Markov clustering

We developed mclUMI for automatic detection of UMI clusters without the need for calculating UMI counts by the Markov clustering algorithm. It has two derivatives, MCL-val and MCL-ed, by considering information about UMI counts.

Image title
Fig 1. Illustration of MCL for UMI deduplicating on a 7-node UMI graph
  • MCL-val's main thrust bears a very close resemblance to the Directional method. Rather than collapsing UMIs at the node level, MCL-val collapses UMIs at the subcomponent level. MCL-val first picks out UMIs with the highest count from Markov clusters and merges two Markov clusters if the count of one of the most commonly seen UMIs is at least above 2-fold higher than that of the other one.
  • Because the difference between counts of UMIs A and B falls short of the requirement, the two Markov clusters are not merged. Building on subcomponent level, we further designed MCL-ed, which merge two Markov clusters if the two most commonly seen UMIs are k edit distance apart. For the 7-node UMI graph in the following plot, the two Markov clusters are merged because UMIs A and B are within one edit distance.

Tip

PCR artefacts or duplicates result from amplification of reads over multiple PCR cycles. Classification of PCR duplicates according to the same UMIs does not work when UMIs are synthesised and/or sequenced incorrectly because of DNA polymerase/sequencing errors.
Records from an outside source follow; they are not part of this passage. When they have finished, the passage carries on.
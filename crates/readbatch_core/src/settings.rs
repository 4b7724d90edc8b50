use serde::{Deserialize, Serialize};

use crate::ValidationError;

/// How a book is chosen for each account.
#[derive(Debug, Clone, PartialEq, Eq, Default, Serialize, Deserialize)]
pub enum BookMode {
    /// Random pick from the account's recommended list.
    #[default]
    Recommended,
    /// Random pick from the account's indicated list.
    Indicated,
    /// First result of a remote search for the term.
    Search(String),
    /// Operator-supplied slug, used verbatim.
    Slug(String),
}

impl BookMode {
    pub fn label(&self) -> &'static str {
        match self {
            BookMode::Recommended => "recommended",
            BookMode::Indicated => "indicated",
            BookMode::Search(_) => "search",
            BookMode::Slug(_) => "slug",
        }
    }
}

/// Inclusive ranges the Randomizer draws targets from.
#[derive(Debug, Clone, Copy, PartialEq, Eq, Serialize, Deserialize)]
pub struct ReadingRanges {
    pub min_time: u32,
    pub max_time: u32,
    pub min_percent: u32,
    pub max_percent: u32,
    pub min_questions: u32,
    pub max_questions: u32,
}

impl Default for ReadingRanges {
    fn default() -> Self {
        Self {
            min_time: 10,
            max_time: 60,
            min_percent: 70,
            max_percent: 100,
            min_questions: 3,
            max_questions: 10,
        }
    }
}

impl ReadingRanges {
    pub fn validate(&self) -> Result<(), ValidationError> {
        if self.min_time < 1 {
            return Err(range_error("reading time", "minimum must be at least 1 minute"));
        }
        if self.max_time < self.min_time {
            return Err(range_error("reading time", "maximum is below minimum"));
        }
        if self.max_percent > 100 {
            return Err(range_error("reading percentage", "maximum exceeds 100"));
        }
        if self.max_percent < self.min_percent {
            return Err(range_error("reading percentage", "maximum is below minimum"));
        }
        if self.max_questions < self.min_questions {
            return Err(range_error("questions", "maximum is below minimum"));
        }
        Ok(())
    }
}

fn range_error(field: &'static str, reason: &str) -> ValidationError {
    ValidationError::InvalidRange {
        field,
        reason: reason.to_string(),
    }
}

/// Settings shared by every account of one run.
#[derive(Debug, Clone, PartialEq, Eq, Default, Serialize, Deserialize)]
pub struct RunSettings {
    pub mode: BookMode,
    pub ranges: ReadingRanges,
}

impl RunSettings {
    pub fn validate(&self) -> Result<(), ValidationError> {
        self.ranges.validate()?;
        match &self.mode {
            BookMode::Search(term) if term.trim().is_empty() => {
                Err(ValidationError::MissingSearchTerm)
            }
            BookMode::Slug(slug) if slug.trim().is_empty() => Err(ValidationError::MissingSlug),
            _ => Ok(()),
        }
    }
}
To tackle this problem, graph-based computational strategies are proposed by leveraging edit distances between UMIs to build UMI graphs, which prevail among deduplication methods (see 1 for technical review). Similar to existing methods, mclUMI implements a Markov clustering algorithm for UMI collapsing based on a UMI graph. We began by exemplifying 7 UMIs for 10X V2 chemistry and constructing a UMI graph using an edit distance 1. Upon receiving the adjacency matrix of the UMI graph, mclUMI is asked to search for subcomponents with their respective nodes strongly connected. For instance, a UMI graph composed of 7 nodes is further split into two subcomponents. It shows high connectivity within each of them but low connectivity between them. Nevertheless, Markov clusters are discovered without leveraging the information on UMI counts.

Image title
Fig 2. Schematic of MCL for UMI deduplication

By calculating edit distances between UMIs and setting an editing distance cutoff, a graph is built to graphically present intricate relationships between UMIs. Edges that are used to link UMIs together reflect connectivity between them. If considering UMI counts as node sizes, such a graph can essentially reflect how UMIs with a low count evolve from a UMI with a high count over error-prone PCR amplification and sequencing processes. However, it remains murky as to which UMIs in a graph are most appropriately grouped and considered to originate from the same origin. To cope with this challenge, UMI-tools meticulously designed a set of custom-built, expert-guided rules to construct two methods, Adjacency and Directional. Different from this notion, we conjecture that edges are highly informative to implicit relationships between UMIs and it might not suffice to find such relationships with custom-built rules especially from a large UMI graph containing a slew of edges. Building on this perspective, we set out to utilize Markov clustering (MCL)2, a graph-based clustering algorithm, to naturally and spontaneously discover subcomponents with high connectivity from a UMI graph. The MCL-based UMI collapsing process is briefly formulated as follows.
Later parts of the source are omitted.